27249 – Correct the “All or Nothing” Approach Currently Implemented For HTMLMediaElement / MSE

This is an archived snapshot of W3C's public bugzilla bug tracker, decommissioned in April 2019. Please see the home page for more details.

Bug 27249 - Correct the “All or Nothing” Approach Currently Implemented For HTMLMediaElement / MSE

Summary: Correct the “All or Nothing” Approach Currently Implemented For HTMLMediaElem...

Status:	RESOLVED WONTFIX

Alias:	None

Product:	HTML WG
Classification:	Unclassified
Component:	HTML5 spec (show other bugs)
Version:	unspecified
Hardware:	All All

Importance:	P2 enhancement
Target Milestone:	---
Assignee:	This bug has no owner yet - up for the taking
QA Contact:	HTML WG Bugzilla archive list

URL:
Whiteboard:
Keywords:

Depends on:
Blocks:

Reported:	2014-11-05 14:39 UTC by Karan Lyons
Modified:	2016-04-25 17:06 UTC (History)
CC List:	8 users (show)

See Also:

Attachments

Description Karan Lyons 2014-11-05 14:39:35 UTC

(Apologies for the length and possibly poor nomenclature of the below.)

Currently if you use an HTMLMediaElement:
1) The browser automatically determines the file types / codecs of the sources and chooses the “best” source to play.
2) The browser automatically parses the metadata of the chosen source in order to enable abilities like seeking, get the duration, etc.
3) The browser implements some version of source buffering, but offers you know control over it. Not even at the very least starting and stopping buffering, and at most, even doing things like setting how much to buffer ahead, etc.
4) The browser exposes *none* of this known metadata (file type, codec, file structure for seeking, bitrate, etc.) with the exception of the height, width, and duration.

If you use MSE:
1) The browser expects you to know ahead of time if the data you’re putting into a SourceBuffer is decodable by the browser.
2) The browser expects you to know the metadata associated with the source in order to set the duration and implement seeking *yourself*.
3) The browser implements no buffering.

Those are your only two options. If you want to be able to do something as simple as starting or stopping buffering, you need to know all the associated metadata for your file (file type, codec, stco atom in the case of QT containers, height, width, duration, perhaps more). Your options are either to use a prepared manifest of all that required data, which is only possible if you know what content you’re to play ahead of time, or determine all that information dynamically, for which as a developer you’re now forced to use far less performant javascript, *despite the fact that the browser already implements fast compiled functions to do all this work*.

This “all or nothing” approach permeates both specs.
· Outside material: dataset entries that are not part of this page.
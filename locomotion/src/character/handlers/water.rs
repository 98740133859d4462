//! Diving and surface swimming.
//!
//! Underwater states steer pitch, yaw and roll directly and share one probe
//! around the body's centre. Surface states share the probe, the dive
//! trigger and the climb out of the water.

use crate::angle::{Angle, Axis, align_rotation, deg};
use crate::collision::{AxisCollision, CollisionInfo};
use crate::constants::{
    CLIMB_LIMIT_2_CLICK_MIN, DIVE_MAX_SPEED, DIVE_PITCH_SPEED, DIVE_ROLL_SPEED, DIVE_YAW_SPEED,
    FLOOR_PROBE_OFFSET, HEIGHT_LIMIT, LARA_DIVE_GROUND_ELEVATION, LARA_DIVE_HEIGHT, LARA_SWIM_HEIGHT,
    MAX_GRABBABLE_GRADIENT, QUARTER_SECTOR_SIZE, SECTOR_SIZE, SURFACE_DIVE_SPEED,
    SURFACE_SWIM_ACCELERATION, SURFACE_SWIM_MAX_SPEED, WATER_DRAG, WATER_TURN_SPEED,
    WATER_TURN_SPEED_SLOW,
};
use crate::error::LocomotionError;
use crate::input::AxisMovement;
use crate::level::{pos, water_surface_height};

use super::Context;
use super::helpers::{apply_collision_feedback, probe_at, update_floor_height};
use crate::character::state::{AnimationId, HandStatus, LaraStateId, Rotation, UnderwaterState};

type HandlerResult = Result<(), LocomotionError>;

/// Nudge applied when a front corner grazes a wall while swimming.
const SWIM_GLANCE_TURN: Angle = deg(5.0);

/// Floor rise and ceiling clearance tolerated ahead on the surface.
const SURFACE_CLEARANCE: i32 = 100;

/// Swim speed below which a drifting dive comes to rest.
const INERTIA_STOP_SPEED: i32 = 133;

/// Distance the body sinks per frame after drowning, until it floats up.
const WATER_DEATH_FLOAT_SPEED: i32 = 5;

/// Swim speed lost per frame after drowning.
const WATER_DEATH_DRAG: i32 = 8;

fn steer_dive(ctx: &mut Context<'_>) {
    let rotation = &mut ctx.state.rotation;
    match ctx.input.z_movement {
        AxisMovement::Forward => rotation.x -= DIVE_PITCH_SPEED,
        AxisMovement::Backward => rotation.x += DIVE_PITCH_SPEED,
        _ => {}
    }
    match ctx.input.x_movement {
        AxisMovement::Left => {
            rotation.y -= DIVE_YAW_SPEED;
            rotation.z -= DIVE_ROLL_SPEED;
        }
        AxisMovement::Right => {
            rotation.y += DIVE_YAW_SPEED;
            rotation.z += DIVE_ROLL_SPEED;
        }
        _ => {}
    }
}

/// Returns `true` after switching to the drowning state.
fn drowned(ctx: &mut Context<'_>) -> bool {
    if ctx.state.health < 0 {
        ctx.state.set_goal(LaraStateId::WaterDeath);
        return true;
    }
    false
}
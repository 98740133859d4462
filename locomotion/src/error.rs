//! Errors raised when level geometry is inconsistent.

use std::fmt;

use crate::level::RoomId;

/// A geometry query could not be answered.
#[derive(Debug, Clone, PartialEq, Eq)]
pub enum LocomotionError {
    /// A portal or stack link points at a room that does not exist.
    UnknownRoom(RoomId),
    /// An absolute position lies outside the sector grid of a linked room.
    SectorOutOfBounds { room: RoomId, x: i32, z: i32 },
    /// Room crossing kept following links; the level likely has a portal cycle.
    ResolveLimitExceeded { room: RoomId, iterations: usize },
}

impl fmt::Display for LocomotionError {
    fn fmt(&self, f: &mut fmt::Formatter<'_>) -> fmt::Result {
        match self {
            LocomotionError::UnknownRoom(room) => write!(f, "room {} does not exist", room.0),
            LocomotionError::SectorOutOfBounds { room, x, z } => {
                write!(f, "position ({x}, {z}) is outside the sectors of room {}", room.0)
            }
            LocomotionError::ResolveLimitExceeded { room, iterations } => write!(
                f,
                "room resolution starting in room {} did not settle after {iterations} links",
                room.0
            ),
        }
    }
}

impl std::error::Error for LocomotionError {}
As one example, HTMLMediaElement will tell you if it can play a source with canPlayType(), which requires a string of the format “filetype; codecs”. However it provides no way to *get* the format of a file, despite the fact that it can quite clearly determine this information (how else does it find the “best” source to play?).

Another example is that readyState change events, though fired based on buffer data, contain no snapshot of the TimeRanges buffered, despite the fact that those TimeRanges can and will change in time between the event being triggered and an event listener running and iterating through HTMLMediaElement.buffered.

MSE seems to have less of these problems, though an obvious one is the requirement for a type string with addSourceBuffer(), despite—again—no way to *get* the type of a buffer/file.

This honestly seems fairly difficult to fix since it’s a bug in the thinking behind the implementations and not just some aspect of the implementations themselves. Moreover, it requires more to be changed in the HTMLMediaElement spec than MSE’s. But I do think it’s very important that these shortcomings are addressed.

At the very least allowing greater control over the buffer (whereby “greater” I just mean the ability to start and stop the buffer, and *perhaps* control its length) would allow most developers to stick with HTMLMediaElement as opposed to being forced to use the more complex MSE.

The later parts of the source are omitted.